Record excerpts below:

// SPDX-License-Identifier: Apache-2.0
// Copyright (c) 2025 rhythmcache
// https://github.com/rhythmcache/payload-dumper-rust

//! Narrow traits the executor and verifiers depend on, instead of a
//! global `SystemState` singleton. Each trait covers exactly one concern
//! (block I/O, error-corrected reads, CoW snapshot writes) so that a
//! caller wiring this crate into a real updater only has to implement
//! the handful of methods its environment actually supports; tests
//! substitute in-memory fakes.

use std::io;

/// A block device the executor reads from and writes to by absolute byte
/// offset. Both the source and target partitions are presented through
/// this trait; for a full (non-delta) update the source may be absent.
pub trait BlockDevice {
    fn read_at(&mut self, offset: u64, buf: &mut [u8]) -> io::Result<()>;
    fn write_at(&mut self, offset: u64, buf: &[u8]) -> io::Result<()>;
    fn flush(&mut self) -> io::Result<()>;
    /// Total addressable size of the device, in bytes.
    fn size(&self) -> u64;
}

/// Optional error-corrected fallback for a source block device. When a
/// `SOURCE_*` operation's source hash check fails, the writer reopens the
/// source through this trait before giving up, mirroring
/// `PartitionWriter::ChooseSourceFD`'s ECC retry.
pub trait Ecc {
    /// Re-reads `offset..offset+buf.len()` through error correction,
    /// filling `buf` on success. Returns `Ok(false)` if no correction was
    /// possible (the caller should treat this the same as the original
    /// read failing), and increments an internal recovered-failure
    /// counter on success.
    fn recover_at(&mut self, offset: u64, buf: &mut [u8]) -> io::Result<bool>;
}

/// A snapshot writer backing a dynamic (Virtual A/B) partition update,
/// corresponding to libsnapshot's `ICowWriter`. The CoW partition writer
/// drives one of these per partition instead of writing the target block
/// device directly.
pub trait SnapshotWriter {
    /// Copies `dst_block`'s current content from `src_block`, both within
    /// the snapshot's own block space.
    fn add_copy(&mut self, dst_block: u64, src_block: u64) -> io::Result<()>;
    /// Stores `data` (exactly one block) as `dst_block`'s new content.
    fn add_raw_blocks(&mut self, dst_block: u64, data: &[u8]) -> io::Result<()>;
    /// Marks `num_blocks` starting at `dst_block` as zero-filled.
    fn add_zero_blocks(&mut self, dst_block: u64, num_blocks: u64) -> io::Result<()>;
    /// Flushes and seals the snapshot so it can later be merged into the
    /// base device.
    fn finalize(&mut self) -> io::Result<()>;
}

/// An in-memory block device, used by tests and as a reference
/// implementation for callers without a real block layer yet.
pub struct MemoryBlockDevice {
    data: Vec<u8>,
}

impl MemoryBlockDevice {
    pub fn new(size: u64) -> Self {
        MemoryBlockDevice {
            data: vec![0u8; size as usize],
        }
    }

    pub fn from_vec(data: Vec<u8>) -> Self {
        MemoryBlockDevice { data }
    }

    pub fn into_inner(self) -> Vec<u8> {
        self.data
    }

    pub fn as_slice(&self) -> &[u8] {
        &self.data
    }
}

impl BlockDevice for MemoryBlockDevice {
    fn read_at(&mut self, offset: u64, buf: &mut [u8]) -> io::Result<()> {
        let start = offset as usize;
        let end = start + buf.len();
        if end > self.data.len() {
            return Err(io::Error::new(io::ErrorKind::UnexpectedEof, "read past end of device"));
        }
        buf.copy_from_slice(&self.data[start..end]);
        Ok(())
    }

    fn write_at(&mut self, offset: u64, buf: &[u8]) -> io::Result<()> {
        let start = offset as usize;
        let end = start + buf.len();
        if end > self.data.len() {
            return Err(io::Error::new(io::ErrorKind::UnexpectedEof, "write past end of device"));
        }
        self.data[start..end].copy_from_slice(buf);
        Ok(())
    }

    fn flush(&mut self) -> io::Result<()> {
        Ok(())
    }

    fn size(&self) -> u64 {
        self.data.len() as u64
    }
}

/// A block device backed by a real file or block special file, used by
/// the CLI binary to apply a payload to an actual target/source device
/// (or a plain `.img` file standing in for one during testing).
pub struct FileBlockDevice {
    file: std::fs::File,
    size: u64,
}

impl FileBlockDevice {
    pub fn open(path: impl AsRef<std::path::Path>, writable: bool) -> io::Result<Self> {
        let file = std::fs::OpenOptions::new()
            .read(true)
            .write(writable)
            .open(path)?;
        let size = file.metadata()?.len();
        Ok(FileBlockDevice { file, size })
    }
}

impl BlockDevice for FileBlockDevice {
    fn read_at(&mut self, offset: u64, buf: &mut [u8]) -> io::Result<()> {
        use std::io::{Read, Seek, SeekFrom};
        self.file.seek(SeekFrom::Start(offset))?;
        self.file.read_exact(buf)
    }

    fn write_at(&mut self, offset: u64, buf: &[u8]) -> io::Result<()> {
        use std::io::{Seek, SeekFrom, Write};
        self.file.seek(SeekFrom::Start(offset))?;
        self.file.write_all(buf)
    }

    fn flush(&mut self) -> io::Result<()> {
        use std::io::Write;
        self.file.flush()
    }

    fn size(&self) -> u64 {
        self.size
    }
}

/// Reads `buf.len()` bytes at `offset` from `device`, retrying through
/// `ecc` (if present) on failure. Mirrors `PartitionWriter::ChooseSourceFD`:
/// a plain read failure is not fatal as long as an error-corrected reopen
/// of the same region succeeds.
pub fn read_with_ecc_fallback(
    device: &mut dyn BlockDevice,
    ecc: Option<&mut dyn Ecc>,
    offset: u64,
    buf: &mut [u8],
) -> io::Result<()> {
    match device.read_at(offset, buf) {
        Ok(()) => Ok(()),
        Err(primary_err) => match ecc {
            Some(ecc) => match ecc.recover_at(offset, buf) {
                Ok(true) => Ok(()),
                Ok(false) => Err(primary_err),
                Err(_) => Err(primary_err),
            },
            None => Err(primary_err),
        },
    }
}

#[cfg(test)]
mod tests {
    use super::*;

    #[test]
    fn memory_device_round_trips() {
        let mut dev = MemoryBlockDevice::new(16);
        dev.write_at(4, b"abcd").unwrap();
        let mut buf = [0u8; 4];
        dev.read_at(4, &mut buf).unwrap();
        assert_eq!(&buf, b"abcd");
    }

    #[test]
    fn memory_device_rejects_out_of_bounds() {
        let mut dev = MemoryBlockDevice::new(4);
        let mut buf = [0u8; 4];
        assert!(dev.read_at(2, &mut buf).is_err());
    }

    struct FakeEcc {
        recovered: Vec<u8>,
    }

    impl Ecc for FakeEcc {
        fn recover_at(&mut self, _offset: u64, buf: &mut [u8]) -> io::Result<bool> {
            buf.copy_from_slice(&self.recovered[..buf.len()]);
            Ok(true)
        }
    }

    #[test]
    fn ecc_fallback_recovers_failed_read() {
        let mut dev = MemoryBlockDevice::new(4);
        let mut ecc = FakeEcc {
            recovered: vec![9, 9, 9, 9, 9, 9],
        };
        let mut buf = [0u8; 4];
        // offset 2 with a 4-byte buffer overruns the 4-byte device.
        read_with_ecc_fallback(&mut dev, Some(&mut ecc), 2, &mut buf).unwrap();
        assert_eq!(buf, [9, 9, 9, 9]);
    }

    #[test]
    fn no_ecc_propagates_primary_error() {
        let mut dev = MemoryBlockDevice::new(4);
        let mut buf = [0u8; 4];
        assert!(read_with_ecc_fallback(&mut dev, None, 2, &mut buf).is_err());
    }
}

End of Record excerpts.

Exercise
Set every entry down once more, exactly as written above.

Expected answer
// SPDX-License-Identifier: Apache-2.0
// Copyright (c) 2025 rhythmcache
// https://github.com/rhythmcache/payload-dumper-rust

//! Narrow traits the executor and verifiers depend on, instead of a
//! global `SystemState` singleton. Each trait covers exactly one concern
//! (block I/O, error-corrected reads, CoW snapshot writes) so that a
//! caller wiring this crate into a real updater only has to implement
//! the handful of methods its environment actually supports; tests
//! substitute in-memory fakes.

use std::io;

/// A block device the executor reads from and writes to by absolute byte
/// offset. Both the source and target partitions are presented through
/// this trait; for a full (non-delta) update the source may be absent.
pub trait BlockDevice {
    fn read_at(&mut self, offset: u64, buf: &mut [u8]) -> io::Result<()>;
    fn write_at(&mut self, offset: u64, buf: &[u8]) -> io::Result<()>;
    fn flush(&mut self) -> io::Result<()>;
    /// Total addressable size of the device, in bytes.
    fn size(&self) -> u64;
}

/// Optional error-corrected fallback for a source block device. When a
/// `SOURCE_*` operation's source hash check fails, the writer reopens the
/// source through this trait before giving up, mirroring
/// `PartitionWriter::ChooseSourceFD`'s ECC retry.
pub trait Ecc {
    /// Re-reads `offset..offset+buf.len()` through error correction,
    /// filling `buf` on success. Returns `Ok(false)` if no correction was
    /// possible (the caller should treat this the same as the original
    /// read failing), and increments an internal recovered-failure
    /// counter on success.
    fn recover_at(&mut self, offset: u64, buf: &mut [u8]) -> io::Result<bool>;
}

/// A snapshot writer backing a dynamic (Virtual A/B) partition update,
/// corresponding to libsnapshot's `ICowWriter`. The CoW partition writer
/// drives one of these per partition instead of writing the target block
/// device directly.
pub trait SnapshotWriter {
    /// Copies `dst_block`'s current content from `src_block`, both within
    /// the snapshot's own block space.
    fn add_copy(&mut self, dst_block: u64, src_block: u64) -> io::Result<()>;
    /// Stores `data` (exactly one block) as `dst_block`'s new content.
    fn add_raw_blocks(&mut self, dst_block: u64, data: &[u8]) -> io::Result<()>;
    /// Marks `num_blocks` starting at `dst_block` as zero-filled.
    fn add_zero_blocks(&mut self, dst_block: u64, num_blocks: u64) -> io::Result<()>;
    /// Flushes and seals the snapshot so it can later be merged into the
    /// base device.
    fn finalize(&mut self) -> io::Result<()>;
}

/// An in-memory block device, used by tests and as a reference
/// implementation for callers without a real block layer yet.
pub struct MemoryBlockDevice {
    data: Vec<u8>,
}

impl MemoryBlockDevice {
    pub fn new(size: u64) -> Self {
        MemoryBlockDevice {
            data: vec![0u8; size as usize],
        }
    }

    pub fn from_vec(data: Vec<u8>) -> Self {
        MemoryBlockDevice { data }
    }

    pub fn into_inner(self) -> Vec<u8> {
        self.data
    }

    pub fn as_slice(&self) -> &[u8] {
        &self.data
    }
}

impl BlockDevice for MemoryBlockDevice {
    fn read_at(&mut self, offset: u64, buf: &mut [u8]) -> io::Result<()> {
        let start = offset as usize;
        let end = start + buf.len();
        if end > self.data.len() {
            return Err(io::Error::new(io::ErrorKind::UnexpectedEof, "read past end of device"));
        }
        buf.copy_from_slice(&self.data[start..end]);
        Ok(())
    }

    fn write_at(&mut self, offset: u64, buf: &[u8]) -> io::Result<()> {
        let start = offset as usize;
        let end = start + buf.len();
        if end > self.data.len() {
            return Err(io::Error::new(io::ErrorKind::UnexpectedEof, "write past end of device"));
        }
        self.data[start..end].copy_from_slice(buf);
        Ok(())
    }

    fn flush(&mut self) -> io::Result<()> {
        Ok(())
    }

    fn size(&self) -> u64 {
        self.data.len() as u64
    }
}

/// A block device backed by a real file or block special file, used by
/// the CLI binary to apply a payload to an actual target/source device
/// (or a plain `.img` file standing in for one during testing).
pub struct FileBlockDevice {
    file: std::fs::File,
    size: u64,
}

impl FileBlockDevice {
    pub fn open(path: impl AsRef<std::path::Path>, writable: bool) -> io::Result<Self> {
        let file = std::fs::OpenOptions::new()
            .read(true)
            .write(writable)
            .open(path)?;
        let size = file.metadata()?.len();
        Ok(FileBlockDevice { file, size })
    }
}

impl BlockDevice for FileBlockDevice {
    fn read_at(&mut self, offset: u64, buf: &mut [u8]) -> io::Result<()> {
        use std::io::{Read, Seek, SeekFrom};
        self.file.seek(SeekFrom::Start(offset))?;
        self.file.read_exact(buf)
    }

    fn write_at(&mut self, offset: u64, buf: &[u8]) -> io::Result<()> {
        use std::io::{Seek, SeekFrom, Write};
        self.file.seek(SeekFrom::Start(offset))?;
        self.file.write_all(buf)
    }

    fn flush(&mut self) -> io::Result<()> {
        use std::io::Write;
        self.file.flush()
    }

    fn size(&self) -> u64 {
        self.size
    }
}

/// Reads `buf.len()` bytes at `offset` from `device`, retrying through
/// `ecc` (if present) on failure. Mirrors `PartitionWriter::ChooseSourceFD`:
/// a plain read failure is not fatal as long as an error-corrected reopen
/// of the same region succeeds.
pub fn read_with_ecc_fallback(
    device: &mut dyn BlockDevice,
    ecc: Option<&mut dyn Ecc>,
    offset: u64,
    buf: &mut [u8],
) -> io::Result<()> {
    match device.read_at(offset, buf) {
        Ok(()) => Ok(()),
        Err(primary_err) => match ecc {
            Some(ecc) => match ecc.recover_at(offset, buf) {
                Ok(true) => Ok(()),
                Ok(false) => Err(primary_err),
                Err(_) => Err(primary_err),
            },
            None => Err(primary_err),
        },
    }
}

#[cfg(test)]
mod tests {
    use super::*;

    #[test]
    fn memory_device_round_trips() {
        let mut dev = MemoryBlockDevice::new(16);
        dev.write_at(4, b"abcd").unwrap();
        let mut buf = [0u8; 4];
        dev.read_at(4, &mut buf).unwrap();
        assert_eq!(&buf, b"abcd");
    }

    #[test]
    fn memory_device_rejects_out_of_bounds() {
        let mut dev = MemoryBlockDevice::new(4);
        let mut buf = [0u8; 4];
        assert!(dev.read_at(2, &mut buf).is_err());
    }

    struct FakeEcc {
        recovered: Vec<u8>,
    }

    impl Ecc for FakeEcc {
        fn recover_at(&mut self, _offset: u64, buf: &mut [u8]) -> io::Result<bool> {
            buf.copy_from_slice(&self.recovered[..buf.len()]);
            Ok(true)
        }
    }

    #[test]
    fn ecc_fallback_recovers_failed_read() {
        let mut dev = MemoryBlockDevice::new(4);
        let mut ecc = FakeEcc {
            recovered: vec![9, 9, 9, 9, 9, 9],
        };
        let mut buf = [0u8; 4];
        // offset 2 with a 4-byte buffer overruns the 4-byte device.
        read_with_ecc_fallback(&mut dev, Some(&mut ecc), 2, &mut buf).unwrap();
        assert_eq!(buf, [9, 9, 9, 9]);
    }

    #[test]
    fn no_ecc_propagates_primary_error() {
        let mut dev = MemoryBlockDevice::new(4);
        let mut buf = [0u8; 4];
        assert!(read_with_ecc_fallback(&mut dev, None, 2, &mut buf).is_err());
    }
}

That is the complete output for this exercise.